Type out the entries below again, character for character.

GIVEN RECORDS section start

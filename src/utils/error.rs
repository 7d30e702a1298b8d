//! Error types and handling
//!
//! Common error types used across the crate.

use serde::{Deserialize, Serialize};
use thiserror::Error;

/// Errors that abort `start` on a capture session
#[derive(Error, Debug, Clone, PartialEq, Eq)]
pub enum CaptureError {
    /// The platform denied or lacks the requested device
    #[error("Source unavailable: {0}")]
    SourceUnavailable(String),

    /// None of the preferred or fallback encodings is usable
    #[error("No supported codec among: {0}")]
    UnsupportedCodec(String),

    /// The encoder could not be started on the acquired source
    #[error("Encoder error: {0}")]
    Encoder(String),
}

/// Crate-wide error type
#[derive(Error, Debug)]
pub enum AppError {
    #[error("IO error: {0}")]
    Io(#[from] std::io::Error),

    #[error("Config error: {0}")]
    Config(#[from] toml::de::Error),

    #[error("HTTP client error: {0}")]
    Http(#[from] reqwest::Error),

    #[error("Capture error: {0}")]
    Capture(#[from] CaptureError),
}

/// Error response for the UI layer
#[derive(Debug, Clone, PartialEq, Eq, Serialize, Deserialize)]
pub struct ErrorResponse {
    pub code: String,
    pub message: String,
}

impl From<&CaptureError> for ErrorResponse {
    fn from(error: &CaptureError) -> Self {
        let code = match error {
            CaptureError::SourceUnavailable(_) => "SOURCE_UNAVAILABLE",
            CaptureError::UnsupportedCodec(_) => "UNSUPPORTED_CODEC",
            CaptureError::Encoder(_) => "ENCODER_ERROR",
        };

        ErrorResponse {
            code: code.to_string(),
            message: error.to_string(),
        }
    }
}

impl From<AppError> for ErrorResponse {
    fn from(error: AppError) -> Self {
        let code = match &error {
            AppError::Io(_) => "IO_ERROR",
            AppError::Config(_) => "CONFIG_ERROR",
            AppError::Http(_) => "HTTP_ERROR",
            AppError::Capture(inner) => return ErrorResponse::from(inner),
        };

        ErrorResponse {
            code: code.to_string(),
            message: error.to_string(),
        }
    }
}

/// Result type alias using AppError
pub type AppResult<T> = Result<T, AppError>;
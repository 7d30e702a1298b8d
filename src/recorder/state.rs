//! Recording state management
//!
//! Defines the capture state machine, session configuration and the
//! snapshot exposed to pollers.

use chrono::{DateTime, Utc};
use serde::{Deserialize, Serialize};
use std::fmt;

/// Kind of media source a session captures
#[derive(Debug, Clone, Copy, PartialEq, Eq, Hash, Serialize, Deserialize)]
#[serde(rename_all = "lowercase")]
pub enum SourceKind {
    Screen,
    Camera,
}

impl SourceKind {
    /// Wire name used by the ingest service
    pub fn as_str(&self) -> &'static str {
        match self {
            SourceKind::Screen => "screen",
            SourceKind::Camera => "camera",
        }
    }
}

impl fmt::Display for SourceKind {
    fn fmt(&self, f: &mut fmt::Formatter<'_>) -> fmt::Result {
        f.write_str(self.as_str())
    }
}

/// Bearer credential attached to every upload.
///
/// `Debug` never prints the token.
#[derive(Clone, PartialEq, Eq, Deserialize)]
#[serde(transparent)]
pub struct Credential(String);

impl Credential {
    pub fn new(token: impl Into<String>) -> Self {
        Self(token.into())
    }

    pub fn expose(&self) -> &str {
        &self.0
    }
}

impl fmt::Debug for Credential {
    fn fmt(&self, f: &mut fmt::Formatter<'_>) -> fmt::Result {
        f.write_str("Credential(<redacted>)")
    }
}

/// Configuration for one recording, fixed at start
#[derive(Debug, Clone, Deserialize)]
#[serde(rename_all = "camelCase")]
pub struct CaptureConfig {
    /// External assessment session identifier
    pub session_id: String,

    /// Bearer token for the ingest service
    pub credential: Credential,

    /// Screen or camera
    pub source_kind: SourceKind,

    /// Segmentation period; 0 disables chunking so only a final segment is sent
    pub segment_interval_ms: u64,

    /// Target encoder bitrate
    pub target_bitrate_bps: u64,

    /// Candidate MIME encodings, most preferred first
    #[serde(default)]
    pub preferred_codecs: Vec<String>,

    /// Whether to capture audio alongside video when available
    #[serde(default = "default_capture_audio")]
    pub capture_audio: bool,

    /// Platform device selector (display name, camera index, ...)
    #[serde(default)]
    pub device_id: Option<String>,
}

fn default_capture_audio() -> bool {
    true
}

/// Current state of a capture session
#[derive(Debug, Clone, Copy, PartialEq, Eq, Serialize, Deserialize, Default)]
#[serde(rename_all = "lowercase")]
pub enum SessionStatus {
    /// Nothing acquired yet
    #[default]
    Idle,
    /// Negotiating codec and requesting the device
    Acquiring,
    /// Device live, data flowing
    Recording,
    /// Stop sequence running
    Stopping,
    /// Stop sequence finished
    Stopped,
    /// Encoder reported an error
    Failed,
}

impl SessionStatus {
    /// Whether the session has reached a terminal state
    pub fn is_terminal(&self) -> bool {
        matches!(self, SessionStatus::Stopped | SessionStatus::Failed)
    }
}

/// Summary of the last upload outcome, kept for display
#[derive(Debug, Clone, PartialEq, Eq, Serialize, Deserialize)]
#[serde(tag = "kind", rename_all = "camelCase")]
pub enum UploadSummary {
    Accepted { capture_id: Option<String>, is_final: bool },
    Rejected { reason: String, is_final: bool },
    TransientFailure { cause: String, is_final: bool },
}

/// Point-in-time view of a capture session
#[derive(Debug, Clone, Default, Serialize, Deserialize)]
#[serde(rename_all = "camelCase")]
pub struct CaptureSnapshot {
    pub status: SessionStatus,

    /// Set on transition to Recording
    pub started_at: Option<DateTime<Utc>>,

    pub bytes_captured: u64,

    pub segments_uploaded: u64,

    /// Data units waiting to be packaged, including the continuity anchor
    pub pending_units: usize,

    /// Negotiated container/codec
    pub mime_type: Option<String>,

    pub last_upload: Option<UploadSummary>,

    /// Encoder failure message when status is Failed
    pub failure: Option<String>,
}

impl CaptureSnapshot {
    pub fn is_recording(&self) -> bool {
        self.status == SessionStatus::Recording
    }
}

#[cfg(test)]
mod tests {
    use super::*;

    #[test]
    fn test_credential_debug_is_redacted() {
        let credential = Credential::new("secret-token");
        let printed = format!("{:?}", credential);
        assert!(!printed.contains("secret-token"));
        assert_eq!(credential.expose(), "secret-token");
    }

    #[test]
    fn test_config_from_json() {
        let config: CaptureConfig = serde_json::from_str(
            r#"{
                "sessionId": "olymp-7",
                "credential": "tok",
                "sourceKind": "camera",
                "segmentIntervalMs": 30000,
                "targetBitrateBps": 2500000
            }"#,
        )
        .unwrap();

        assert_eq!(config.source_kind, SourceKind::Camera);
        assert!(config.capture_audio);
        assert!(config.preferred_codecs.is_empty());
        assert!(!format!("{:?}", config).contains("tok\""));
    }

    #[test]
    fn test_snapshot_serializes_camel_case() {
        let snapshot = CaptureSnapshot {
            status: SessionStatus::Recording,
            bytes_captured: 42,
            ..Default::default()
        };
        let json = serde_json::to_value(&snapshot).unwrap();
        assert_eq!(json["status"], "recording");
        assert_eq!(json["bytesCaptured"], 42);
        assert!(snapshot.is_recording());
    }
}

GIVEN RECORDS section end

RESULT OF THE TASK:
filename src/utils/error.rs
repository 7d30e702a1298b8d
//! Error types and handling
//!
//! Common error types used across the crate.

use serde::{Deserialize, Serialize};
use thiserror::Error;

/// Errors that abort `start` on a capture session
#[derive(Error, Debug, Clone, PartialEq, Eq)]
pub enum CaptureError {
    /// The platform denied or lacks the requested device
    #[error("Source unavailable: {0}")]
    SourceUnavailable(String),

    /// None of the preferred or fallback encodings is usable
    #[error("No supported codec among: {0}")]
    UnsupportedCodec(String),

    /// The encoder could not be started on the acquired source
    #[error("Encoder error: {0}")]
    Encoder(String),
}

/// Crate-wide error type
#[derive(Error, Debug)]
pub enum AppError {
    #[error("IO error: {0}")]
    Io(#[from] std::io::Error),

    #[error("Config error: {0}")]
    Config(#[from] toml::de::Error),

    #[error("HTTP client error: {0}")]
    Http(#[from] reqwest::Error),

    #[error("Capture error: {0}")]
    Capture(#[from] CaptureError),
}

/// Error response for the UI layer
#[derive(Debug, Clone, PartialEq, Eq, Serialize, Deserialize)]
pub struct ErrorResponse {
    pub code: String,
    pub message: String,
}

impl From<&CaptureError> for ErrorResponse {
    fn from(error: &CaptureError) -> Self {
        let code = match error {
            CaptureError::SourceUnavailable(_) => "SOURCE_UNAVAILABLE",
            CaptureError::UnsupportedCodec(_) => "UNSUPPORTED_CODEC",
            CaptureError::Encoder(_) => "ENCODER_ERROR",
        };

        ErrorResponse {
            code: code.to_string(),
            message: error.to_string(),
        }
    }
}

impl From<AppError> for ErrorResponse {
    fn from(error: AppError) -> Self {
        let code = match &error {
            AppError::Io(_) => "IO_ERROR",
            AppError::Config(_) => "CONFIG_ERROR",
            AppError::Http(_) => "HTTP_ERROR",
            AppError::Capture(inner) => return ErrorResponse::from(inner),
        };

        ErrorResponse {
            code: code.to_string(),
            message: error.to_string(),
        }
    }
}

/// Result type alias using AppError
pub type AppResult<T> = Result<T, AppError>;
repository 7d30e702a1298b8d
filename src/recorder/state.rs
//! Recording state management
//!
//! Defines the capture state machine, session configuration and the
//! snapshot exposed to pollers.

use chrono::{DateTime, Utc};
use serde::{Deserialize, Serialize};
use std::fmt;

/// Kind of media source a session captures
#[derive(Debug, Clone, Copy, PartialEq, Eq, Hash, Serialize, Deserialize)]
#[serde(rename_all = "lowercase")]
pub enum SourceKind {
    Screen,
    Camera,
}

impl SourceKind {
    /// Wire name used by the ingest service
    pub fn as_str(&self) -> &'static str {
        match self {
            SourceKind::Screen => "screen",
            SourceKind::Camera => "camera",
        }
    }
}

impl fmt::Display for SourceKind {
    fn fmt(&self, f: &mut fmt::Formatter<'_>) -> fmt::Result {
        f.write_str(self.as_str())
    }
}

/// Bearer credential attached to every upload.
///
/// `Debug` never prints the token.
#[derive(Clone, PartialEq, Eq, Deserialize)]
#[serde(transparent)]
pub struct Credential(String);

impl Credential {
    pub fn new(token: impl Into<String>) -> Self {
        Self(token.into())
    }

    pub fn expose(&self) -> &str {
        &self.0
    }
}

impl fmt::Debug for Credential {
    fn fmt(&self, f: &mut fmt::Formatter<'_>) -> fmt::Result {
        f.write_str("Credential(<redacted>)")
    }
}

/// Configuration for one recording, fixed at start
#[derive(Debug, Clone, Deserialize)]
#[serde(rename_all = "camelCase")]
pub struct CaptureConfig {
    /// External assessment session identifier
    pub session_id: String,

    /// Bearer token for the ingest service
    pub credential: Credential,

    /// Screen or camera
    pub source_kind: SourceKind,

    /// Segmentation period; 0 disables chunking so only a final segment is sent
    pub segment_interval_ms: u64,

    /// Target encoder bitrate
    pub target_bitrate_bps: u64,

    /// Candidate MIME encodings, most preferred first
    #[serde(default)]
    pub preferred_codecs: Vec<String>,

    /// Whether to capture audio alongside video when available
    #[serde(default = "default_capture_audio")]
    pub capture_audio: bool,

    /// Platform device selector (display name, camera index, ...)
    #[serde(default)]
    pub device_id: Option<String>,
}

fn default_capture_audio() -> bool {
    true
}

/// Current state of a capture session
#[derive(Debug, Clone, Copy, PartialEq, Eq, Serialize, Deserialize, Default)]
#[serde(rename_all = "lowercase")]
pub enum SessionStatus {
    /// Nothing acquired yet
    #[default]
    Idle,
    /// Negotiating codec and requesting the device
    Acquiring,
    /// Device live, data flowing
    Recording,
    /// Stop sequence running
    Stopping,
    /// Stop sequence finished
    Stopped,
    /// Encoder reported an error
    Failed,
}

impl SessionStatus {
    /// Whether the session has reached a terminal state
    pub fn is_terminal(&self) -> bool {
        matches!(self, SessionStatus::Stopped | SessionStatus::Failed)
    }
}

/// Summary of the last upload outcome, kept for display
#[derive(Debug, Clone, PartialEq, Eq, Serialize, Deserialize)]
#[serde(tag = "kind", rename_all = "camelCase")]
pub enum UploadSummary {
    Accepted { capture_id: Option<String>, is_final: bool },
    Rejected { reason: String, is_final: bool },
    TransientFailure { cause: String, is_final: bool },
}

/// Point-in-time view of a capture session
#[derive(Debug, Clone, Default, Serialize, Deserialize)]
#[serde(rename_all = "camelCase")]
pub struct CaptureSnapshot {
    pub status: SessionStatus,

    /// Set on transition to Recording
    pub started_at: Option<DateTime<Utc>>,

    pub bytes_captured: u64,

    pub segments_uploaded: u64,

    /// Data units waiting to be packaged, including the continuity anchor
    pub pending_units: usize,

    /// Negotiated container/codec
    pub mime_type: Option<String>,

    pub last_upload: Option<UploadSummary>,

    /// Encoder failure message when status is Failed
    pub failure: Option<String>,
}

impl CaptureSnapshot {
    pub fn is_recording(&self) -> bool {
        self.status == SessionStatus::Recording
    }
}

#[cfg(test)]
mod tests {
    use super::*;

    #[test]
    fn test_credential_debug_is_redacted() {
        let credential = Credential::new("secret-token");
        let printed = format!("{:?}", credential);
        assert!(!printed.contains("secret-token"));
        assert_eq!(credential.expose(), "secret-token");
    }

    #[test]
    fn test_config_from_json() {
        let config: CaptureConfig = serde_json::from_str(
            r#"{
                "sessionId": "olymp-7",
                "credential": "tok",
                "sourceKind": "camera",
                "segmentIntervalMs": 30000,
                "targetBitrateBps": 2500000
            }"#,
        )
        .unwrap();

        assert_eq!(config.source_kind, SourceKind::Camera);
        assert!(config.capture_audio);
        assert!(config.preferred_codecs.is_empty());
        assert!(!format!("{:?}", config).contains("tok\""));
    }

    #[test]
    fn test_snapshot_serializes_camel_case() {
        let snapshot = CaptureSnapshot {
            status: SessionStatus::Recording,
            bytes_captured: 42,
            ..Default::default()
        };
        let json = serde_json::to_value(&snapshot).unwrap();
        assert_eq!(json["status"], "recording");
        assert_eq!(json["bytesCaptured"], 42);
        assert!(snapshot.is_recording());
    }
}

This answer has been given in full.